The present embodiments relate to a transmitting device for driving a high-frequency antenna of a magnetic-resonance device using an amplitude-modulated target signal.
Known magnetic-resonance devices are employed for clinical applications. As part of the imaging process, nuclear spins of an object being examined that have been aligned by the magnetic-resonance device via a high-frequency antenna are excited, and image data is registered using a receiving antenna. For operating the transmitting antenna, a high-frequency signal (e.g., a target signal) that is capable of being amplitude-modulated and has a high power is used. The high powers may be supplied by a power-amplifier unit incorporated in a transmitting unit of the magnetic-resonance device.
The amplitude modulation of the high-power transmission signal is problematic. The target signals employed for exciting are generated by linearly operating transistor power amplifiers. The theoretically possible efficiency of the Class-B amplifiers customarily employed is at most approximately 78%. However, this efficiency drops sharply when the possible output voltage (amplitude) is exploited partially. The result is that small output voltages will give rise to substantial power dissipation that drives up the cost of the power semiconductors and of cooling the power semiconductors. Owing to the given technical limits in the amplifier, the mean amplifier power that is possible may not always be exploitable in view of the specific absorption rate (SAR) in the patient.
Another problem is that the power-amplifier unit is matched to a specific load impedance of the high-frequency antenna. The impedance experienced by the respective amplifier module may vary owing to changes in the load due to the object being examined (e.g., a patient) or owing to couplings between a plurality of high-frequency antennas. There is a drop in efficiency in the case of a low-ohmic load (large current, small voltage), and the output power that may be drawn has to be reduced.

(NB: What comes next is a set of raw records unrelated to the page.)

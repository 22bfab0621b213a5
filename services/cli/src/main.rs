//! Main Entrypoint for the studybuddy CLI
//!
//! This binary is responsible for:
//! 1. Loading configuration from the environment.
//! 2. Initializing logging (to stderr, keeping stdout parseable).
//! 3. Constructing the orchestrator with the Gemini backend.
//! 4. Processing exactly one message and emitting the line-oriented
//!    output contract, plus an optional JSON dump of the full record.

mod output;

use anyhow::Context;
use clap::Parser;
use std::fs::File;
use std::process::ExitCode;
use std::sync::Arc;
use studybuddy_core::backend::GeminiClient;
use studybuddy_core::config::Config;
use studybuddy_core::engine::{MessageType, StudyBuddy, TurnOptions, TurnRequest};
use tracing::info;

#[derive(Parser)]
#[command(
    name = "studybuddy",
    about = "Adaptive tutoring response generator",
    long_about = "Processes one student message and prints the assembled response record.\n\n\
        Examples:\n  \
        studybuddy \"Explain photosynthesis\" \"\" text\n  \
        studybuddy \"Q1: The sun, Q2: Carbon dioxide\" \"Previous quiz on photosynthesis\" text\n  \
        studybuddy \"Hello\" \"\" audio --file-name hello_audio"
)]
struct Cli {
    /// The student's message
    message: String,

    /// Conversation context carried over from the previous turn
    #[arg(default_value = "")]
    context: String,

    /// Response kind: text, or audio to also render a spoken artifact
    #[arg(default_value = "text")]
    message_type: String,

    /// Voice used for audio turns
    #[arg(long)]
    voice: Option<String>,

    /// File stem (without extension) for the audio artifact
    #[arg(long)]
    file_name: Option<String>,

    /// Also write the full record to chat_response_<timestamp>.json
    #[arg(long)]
    save_json: bool,
}

async fn run(cli: Cli) -> anyhow::Result<()> {
    let config = Config::from_env().context("Failed to load configuration")?;

    tracing_subscriber::fmt()
        .with_max_level(config.log_level)
        .with_timer(tracing_subscriber::fmt::time::ChronoLocal::rfc_3339())
        .with_writer(std::io::stderr)
        .init();
    info!("Configuration loaded. Initializing orchestrator...");

    let message_type: MessageType = cli.message_type.parse()?;
    let mut buddy = StudyBuddy::new(&config, Arc::new(GeminiClient::new()))
        .context("Failed to construct orchestrator")?;

    let record = buddy
        .process(TurnRequest {
            message: cli.message,
            context: cli.context,
            message_type,
            options: TurnOptions {
                voice: cli.voice,
                file_name: cli.file_name,
            },
        })
        .await;

    output::print_record(&record);

    if cli.save_json {
        let filename = format!("chat_response_{}.json", chrono::Local::now().timestamp());
        let file = File::create(&filename)
            .with_context(|| format!("Failed to create result file '{filename}'"))?;
        serde_json::to_writer_pretty(file, &record)
            .with_context(|| format!("Failed to write result file '{filename}'"))?;
        println!("Result saved to: {filename}");
    }

    Ok(())
}

#[tokio::main]
async fn main() -> ExitCode {
    let cli = Cli::parse();
    match run(cli).await {
        Ok(()) => ExitCode::SUCCESS,
        Err(err) => {
            // A labeled error line plus the full chain for diagnostics.
            eprintln!("error: {err}");
            eprintln!("{err:?}");
            ExitCode::FAILURE
        }
    }
}
//! Error types for the database access layer.
//!
//! This module defines all error types using `thiserror`. Failed statements
//! carry their SQL text and bound parameters so callers can log or replay them
//! without keeping their own copies.

use crate::models::{QueryParam, Statement};
use std::time::Duration;
use thiserror::Error;

#[derive(Error, Debug)]
pub enum DbError {
    #[error("Connection failed after {attempts} attempt(s): {message}")]
    ConnectionFailure { attempts: u32, message: String },

    #[error("Query failed: {message} (statement: {statement}, params: {params:?})")]
    QueryFailure {
        message: String,
        statement: String,
        params: Vec<QueryParam>,
    },

    #[error("Batch failed at parameter set {index} of {sets}: {message} (statement: {statement})")]
    BatchFailure {
        message: String,
        statement: String,
        /// Zero-based index of the parameter set that was executing when the
        /// batch failed. No set in the batch is committed.
        index: usize,
        sets: usize,
    },

    #[error("Transaction failed: {message} (transaction: {transaction_id})")]
    TransactionFailure {
        message: String,
        transaction_id: String,
    },

    #[error("Timeout: {operation} exceeded {limit:?}")]
    Timeout { operation: String, limit: Duration },

    #[error("Not connected: the pool is closed or was never established")]
    NotConnected,

    #[error("No active transaction")]
    NoActiveTransaction,
}

impl DbError {
    /// Create a connection failure carrying the attempt count that exhausted.
    pub fn connection_failure(attempts: u32, message: impl Into<String>) -> Self {
        Self::ConnectionFailure {
            attempts,
            message: message.into(),
        }
    }

    /// Create a query failure with statement context.
    pub fn query_failure(
        message: impl Into<String>,
        statement: impl Into<String>,
        params: &[QueryParam],
    ) -> Self {
        Self::QueryFailure {
            message: message.into(),
            statement: statement.into(),
            params: params.to_vec(),
        }
    }

    /// Create a batch failure pointing at the parameter set that broke it.
    pub fn batch_failure(
        message: impl Into<String>,
        statement: impl Into<String>,
        index: usize,
        sets: usize,
    ) -> Self {
        Self::BatchFailure {
            message: message.into(),
            statement: statement.into(),
            index,
            sets,
        }
    }

    /// Create a transaction failure.
    pub fn transaction_failure(message: impl Into<String>, transaction_id: impl Into<String>) -> Self {
        Self::TransactionFailure {
            message: message.into(),
            transaction_id: transaction_id.into(),
        }
    }

    /// Create a timeout error.
    pub fn timeout(operation: impl Into<String>, limit: Duration) -> Self {
        Self::Timeout {
            operation: operation.into(),
            limit,
        }
    }

    /// Check if this error may clear up on its own (worth retrying later).
    pub fn is_retryable(&self) -> bool {
        matches!(
            self,
            Self::ConnectionFailure { .. } | Self::Timeout { .. }
        )
    }

    /// Map a non-transient driver error raised while running a statement.
    ///
    /// Pool acquisition timeouts become [`DbError::Timeout`]; everything else
    /// becomes a [`DbError::QueryFailure`] carrying the statement context.
    pub(crate) fn fatal_query(
        err: sqlx::Error,
        statement: &Statement,
        acquire_timeout: Duration,
    ) -> Self {
        match err {
            sqlx::Error::PoolTimedOut => Self::timeout("connection acquire", acquire_timeout),
            e => Self::query_failure(e.to_string(), &statement.sql, &statement.params),
        }
    }

    /// Map a non-transient driver error raised while running a batch.
    pub(crate) fn fatal_batch(
        err: sqlx::Error,
        statement: &str,
        index: usize,
        sets: usize,
        acquire_timeout: Duration,
    ) -> Self {
        match err {
            sqlx::Error::PoolTimedOut => Self::timeout("connection acquire", acquire_timeout),
            e => Self::batch_failure(e.to_string(), statement, index, sets),
        }
    }
}

/// Classify a driver error as connection-level.
///
/// Transient errors mark the pool unhealthy and trigger the retry path.
/// `PoolTimedOut` is excluded: an exhausted pool means the link is saturated,
/// not dead, and retrying would only pile on more waiters.
pub fn is_transient(err: &sqlx::Error) -> bool {
    matches!(
        err,
        sqlx::Error::Io(_)
            | sqlx::Error::Tls(_)
            | sqlx::Error::Protocol(_)
            | sqlx::Error::PoolClosed
            | sqlx::Error::WorkerCrashed
    )
}

/// Result type alias for database operations.
pub type DbResult<T> = Result<T, DbError>;
//! Column decoding: database cells to JSON values.
//!
//! Decoding uses a two-phase approach:
//! 1. `TypeCategory` classifies column types into logical categories
//! 2. Database-specific decoders handle the actual value extraction
//!
//! Every decoder degrades gracefully: when the preferred Rust type does not
//! fit, the cell falls back to its text form, and finally to NULL.

use crate::models::Row;
use base64::{Engine as _, engine::general_purpose::STANDARD};
use serde_json::Value as JsonValue;
use std::sync::Arc;

// =============================================================================
// Type Classification
// =============================================================================

/// Logical category for database column types.
#[derive(Debug, Clone, Copy, PartialEq, Eq)]
pub(crate) enum TypeCategory {
    Integer,
    Float,
    Decimal,
    Boolean,
    Text,
    Binary,
    Json,
    Datetime,
    Date,
    Time,
    Unknown,
}

/// Classify a database type name into a logical category.
pub(crate) fn categorize_type(type_name: &str, is_sqlite: bool) -> TypeCategory {
    let lower = type_name.to_lowercase();

    // Decimal/Numeric first as "numeric" overlaps with other checks
    if lower.contains("decimal") || lower.contains("numeric") {
        // SQLite's NUMERIC affinity hands back floats
        if is_sqlite && lower == "numeric" {
            return TypeCategory::Float;
        }
        return TypeCategory::Decimal;
    }

    // Boolean before integer: sqlx reports TINYINT(1) as BOOLEAN
    if lower == "bool" || lower == "boolean" {
        return TypeCategory::Boolean;
    }

    // Datetime before date ("datetime" contains "date")
    if lower.contains("datetime") || lower.contains("timestamp") {
        return TypeCategory::Datetime;
    }
    if lower == "date" {
        return TypeCategory::Date;
    }
    if lower == "time" {
        return TypeCategory::Time;
    }

    if lower.contains("int") {
        return TypeCategory::Integer;
    }

    if lower.contains("float") || lower.contains("double") || lower.contains("real") {
        return TypeCategory::Float;
    }

    if lower.contains("json") {
        return TypeCategory::Json;
    }

    if lower.contains("blob") || lower.contains("binary") {
        return TypeCategory::Binary;
    }

    if lower.contains("char") || lower.contains("text") || lower.contains("enum") {
        return TypeCategory::Text;
    }

    TypeCategory::Unknown
}

// =============================================================================
// Shared helpers
// =============================================================================

/// Render a float as a JSON number, or as text when JSON cannot hold it
/// (NaN, infinities).
pub(crate) fn float_to_json(value: f64) -> JsonValue {
    serde_json::Number::from_f64(value)
        .map(JsonValue::Number)
        .unwrap_or_else(|| JsonValue::String(value.to_string()))
}

/// Binary cells are rendered as base64 so every row stays valid JSON.
pub(crate) fn encode_binary_value(bytes: &[u8]) -> JsonValue {
    JsonValue::String(STANDARD.encode(bytes))
}

/// Decimal wrapper that decodes the wire text untouched, preserving precision
/// that a float round-trip would lose.
pub(crate) struct RawDecimal(pub String);

impl sqlx::Type<sqlx::MySql> for RawDecimal {
    fn type_info() -> sqlx::mysql::MySqlTypeInfo {
        <str as sqlx::Type<sqlx::MySql>>::type_info()
    }

    fn compatible(ty: &sqlx::mysql::MySqlTypeInfo) -> bool {
        use sqlx::TypeInfo;
        let name = ty.name().to_lowercase();
        name.contains("decimal") || name.contains("numeric")
    }
}

impl<'r> sqlx::Decode<'r, sqlx::MySql> for RawDecimal {
    fn decode(value: sqlx::mysql::MySqlValueRef<'r>) -> Result<Self, sqlx::error::BoxDynError> {
        let text = <&str as sqlx::Decode<sqlx::MySql>>::decode(value)?;
        Ok(RawDecimal(text.to_string()))
    }
}

// =============================================================================
// Row decoding
// =============================================================================

/// Decode a backend row into column names and JSON cell values.
pub(crate) trait DecodeRow {
    /// Column names in result order.
    fn column_names(&self) -> Vec<String>;
    /// Decode every cell to a JSON value, in column order.
    fn decode_values(&self) -> Vec<JsonValue>;
}

/// Decode a full result set, sharing one column header across all rows.
pub(crate) fn rows_from<R: DecodeRow>(rows: &[R]) -> Vec<Row> {
    let Some(first) = rows.first() else {
        return Vec::new();
    };
    let columns: Arc<[String]> = Arc::from(first.column_names());
    rows.iter()
        .map(|row| Row::new(Arc::clone(&columns), row.decode_values()))
        .collect()
}

/// Decode a single row against an already-built column header (streaming path).
pub(crate) fn row_from<R: DecodeRow>(row: &R, columns: &Arc<[String]>) -> Row {
    Row::new(Arc::clone(columns), row.decode_values())
}

impl DecodeRow for sqlx::mysql::MySqlRow {
    fn column_names(&self) -> Vec<String> {
        use sqlx::{Column, Row as _};
        self.columns().iter().map(|c| c.name().to_string()).collect()
    }

    fn decode_values(&self) -> Vec<JsonValue> {
        use sqlx::{Column, Row as _, TypeInfo};
        self.columns()
            .iter()
            .enumerate()
            .map(|(index, column)| {
                let category = categorize_type(column.type_info().name(), false);
                mysql_decode::decode_column(self, index, category)
            })
            .collect()
    }
}

impl DecodeRow for sqlx::sqlite::SqliteRow {
    fn column_names(&self) -> Vec<String> {
        use sqlx::{Column, Row as _};
        self.columns().iter().map(|c| c.name().to_string()).collect()
    }

    fn decode_values(&self) -> Vec<JsonValue> {
        use sqlx::{Column, Row as _, TypeInfo};
        self.columns()
            .iter()
            .enumerate()
            .map(|(index, column)| {
                let category = categorize_type(column.type_info().name(), true);
                sqlite_decode::decode_column(self, index, category)
            })
            .collect()
    }
}

mod mysql_decode {
    use super::*;
    use chrono::{DateTime, NaiveDate, NaiveDateTime, NaiveTime, Utc};
    use sqlx::Row as _;
    use sqlx::mysql::MySqlRow;

    pub(super) fn decode_column(row: &MySqlRow, index: usize, category: TypeCategory) -> JsonValue {
        match category {
            TypeCategory::Integer => decode_integer(row, index),
            TypeCategory::Float => decode_float(row, index),
            TypeCategory::Decimal => decode_decimal(row, index),
            TypeCategory::Boolean => decode_boolean(row, index),
            TypeCategory::Binary => decode_binary(row, index),
            TypeCategory::Json => decode_json(row, index),
            TypeCategory::Datetime => decode_datetime(row, index),
            TypeCategory::Date => decode_date(row, index),
            TypeCategory::Time => decode_time(row, index),
            TypeCategory::Text | TypeCategory::Unknown => decode_text(row, index),
        }
    }

    fn decode_integer(row: &MySqlRow, index: usize) -> JsonValue {
        if let Ok(value) = row.try_get::<Option<i64>, _>(index) {
            return value.map(JsonValue::from).unwrap_or(JsonValue::Null);
        }
        // Unsigned BIGINT does not fit in i64
        if let Ok(value) = row.try_get::<Option<u64>, _>(index) {
            return value.map(JsonValue::from).unwrap_or(JsonValue::Null);
        }
        decode_text(row, index)
    }

    fn decode_float(row: &MySqlRow, index: usize) -> JsonValue {
        if let Ok(value) = row.try_get::<Option<f64>, _>(index) {
            return value.map(float_to_json).unwrap_or(JsonValue::Null);
        }
        if let Ok(value) = row.try_get::<Option<f32>, _>(index) {
            return value
                .map(|v| float_to_json(v as f64))
                .unwrap_or(JsonValue::Null);
        }
        decode_text(row, index)
    }

    fn decode_decimal(row: &MySqlRow, index: usize) -> JsonValue {
        match row.try_get::<Option<RawDecimal>, _>(index) {
            Ok(Some(value)) => JsonValue::String(value.0),
            Ok(None) => JsonValue::Null,
            Err(_) => decode_text(row, index),
        }
    }

    fn decode_boolean(row: &MySqlRow, index: usize) -> JsonValue {
        if let Ok(value) = row.try_get::<Option<bool>, _>(index) {
            return value.map(JsonValue::Bool).unwrap_or(JsonValue::Null);
        }
        if let Ok(value) = row.try_get::<Option<i8>, _>(index) {
            return value.map(|v| JsonValue::Bool(v != 0)).unwrap_or(JsonValue::Null);
        }
        decode_text(row, index)
    }

    fn decode_binary(row: &MySqlRow, index: usize) -> JsonValue {
        match row.try_get::<Option<Vec<u8>>, _>(index) {
            Ok(Some(bytes)) => encode_binary_value(&bytes),
            Ok(None) => JsonValue::Null,
            Err(_) => decode_text(row, index),
        }
    }

    fn decode_json(row: &MySqlRow, index: usize) -> JsonValue {
        match row.try_get::<Option<JsonValue>, _>(index) {
            Ok(Some(value)) => value,
            Ok(None) => JsonValue::Null,
            Err(_) => decode_text(row, index),
        }
    }

    fn decode_datetime(row: &MySqlRow, index: usize) -> JsonValue {
        // TIMESTAMP carries a zone, DATETIME does not
        if let Ok(value) = row.try_get::<Option<DateTime<Utc>>, _>(index) {
            return value
                .map(|v| JsonValue::String(v.to_rfc3339()))
                .unwrap_or(JsonValue::Null);
        }
        if let Ok(value) = row.try_get::<Option<NaiveDateTime>, _>(index) {
            return value
                .map(|v| JsonValue::String(v.to_string()))
                .unwrap_or(JsonValue::Null);
        }
        decode_text(row, index)
    }

    fn decode_date(row: &MySqlRow, index: usize) -> JsonValue {
        if let Ok(value) = row.try_get::<Option<NaiveDate>, _>(index) {
            return value
                .map(|v| JsonValue::String(v.to_string()))
                .unwrap_or(JsonValue::Null);
        }
        decode_text(row, index)
    }

    fn decode_time(row: &MySqlRow, index: usize) -> JsonValue {
        if let Ok(value) = row.try_get::<Option<NaiveTime>, _>(index) {
            return value
                .map(|v| JsonValue::String(v.to_string()))
                .unwrap_or(JsonValue::Null);
        }
        decode_text(row, index)
    }

    fn decode_text(row: &MySqlRow, index: usize) -> JsonValue {
        match row.try_get::<Option<String>, _>(index) {
            Ok(Some(value)) => JsonValue::String(value),
            _ => JsonValue::Null,
        }
    }
}

mod sqlite_decode {
    use super::*;
    use chrono::NaiveDateTime;
    use sqlx::Row as _;
    use sqlx::sqlite::SqliteRow;

    pub(super) fn decode_column(row: &SqliteRow, index: usize, category: TypeCategory) -> JsonValue {
        match category {
            TypeCategory::Integer => decode_integer(row, index),
            // SQLite stores declared DECIMAL columns with REAL affinity
            TypeCategory::Float | TypeCategory::Decimal => decode_float(row, index),
            TypeCategory::Boolean => decode_boolean(row, index),
            TypeCategory::Binary => decode_binary(row, index),
            TypeCategory::Json => decode_json(row, index),
            TypeCategory::Datetime => decode_datetime(row, index),
            TypeCategory::Date | TypeCategory::Time => decode_text(row, index),
            TypeCategory::Text | TypeCategory::Unknown => decode_text(row, index),
        }
    }

    fn decode_integer(row: &SqliteRow, index: usize) -> JsonValue {
        if let Ok(value) = row.try_get::<Option<i64>, _>(index) {
            return value.map(JsonValue::from).unwrap_or(JsonValue::Null);
        }
        decode_text(row, index)
    }

    fn decode_float(row: &SqliteRow, index: usize) -> JsonValue {
        if let Ok(value) = row.try_get::<Option<f64>, _>(index) {
            return value.map(float_to_json).unwrap_or(JsonValue::Null);
        }
        decode_text(row, index)
    }

    fn decode_boolean(row: &SqliteRow, index: usize) -> JsonValue {
        if let Ok(value) = row.try_get::<Option<bool>, _>(index) {
            return value.map(JsonValue::Bool).unwrap_or(JsonValue::Null);
        }
        if let Ok(value) = row.try_get::<Option<i64>, _>(index) {
            return value.map(|v| JsonValue::Bool(v != 0)).unwrap_or(JsonValue::Null);
        }
        decode_text(row, index)
    }

    fn decode_binary(row: &SqliteRow, index: usize) -> JsonValue {
        match row.try_get::<Option<Vec<u8>>, _>(index) {
            Ok(Some(bytes)) => encode_binary_value(&bytes),
            Ok(None) => JsonValue::Null,
            Err(_) => decode_text(row, index),
        }
    }

    fn decode_json(row: &SqliteRow, index: usize) -> JsonValue {
        match row.try_get::<Option<JsonValue>, _>(index) {
            Ok(Some(value)) => value,
            Ok(None) => JsonValue::Null,
            Err(_) => decode_text(row, index),
        }
    }

    fn decode_datetime(row: &SqliteRow, index: usize) -> JsonValue {
        if let Ok(value) = row.try_get::<Option<NaiveDateTime>, _>(index) {
            return value
                .map(|v| JsonValue::String(v.to_string()))
                .unwrap_or(JsonValue::Null);
        }
        decode_text(row, index)
    }

    fn decode_text(row: &SqliteRow, index: usize) -> JsonValue {
        match row.try_get::<Option<String>, _>(index) {
            Ok(Some(value)) => JsonValue::String(value),
            _ => JsonValue::Null,
        }
    }
}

Because the basic problem described occurs not only in the magnetic resonance but whenever amplitude-modulated high-frequency signals are to be generated (e.g., in broadcasting or mobile radio applications), there are already a number of approaches to a solution that are described in, for example, a series of articles by Frederick H. Raab et al. that have been published in succeeding editions of “High Frequency Electronics,” starting with part 1 in the issue dated May 2003, pp. 22-36. However, all the approaches described there have various disadvantages.
Thus it was proposed to use a Doherty modulation or Chireix modulation. Only a moderate efficiency gain may be achieved thereby in a limited amplitude range. It was further proposed to modulate the target amplitude using a variable operating voltage (e.g., Kahn concept or EER concept). An external fast modulator is disadvantageously required for that. A switching amplifier with direct delta-sigma modulation may also be used, although high-level switching losses occur owing to frequent edges, and extremely broadband end-level controlling is necessary. Output filtering is also required.
In the fifth part of the series of articles (“High Frequency Electronics,” January 2004, pp. 46-54), subjecting the carrier signal to pulse-width modulating was proposed. The width of each “burst” is proportional to the wanted envelope of the output amplitude. A bandpass filter is used for generating the amplitude-modulated target signal from the output signal of the amplifier. However, disruptions and efficiency losses disadvantageously occur owing to powers in sidebands. A narrowband output filter is used, which is expensive and space consuming.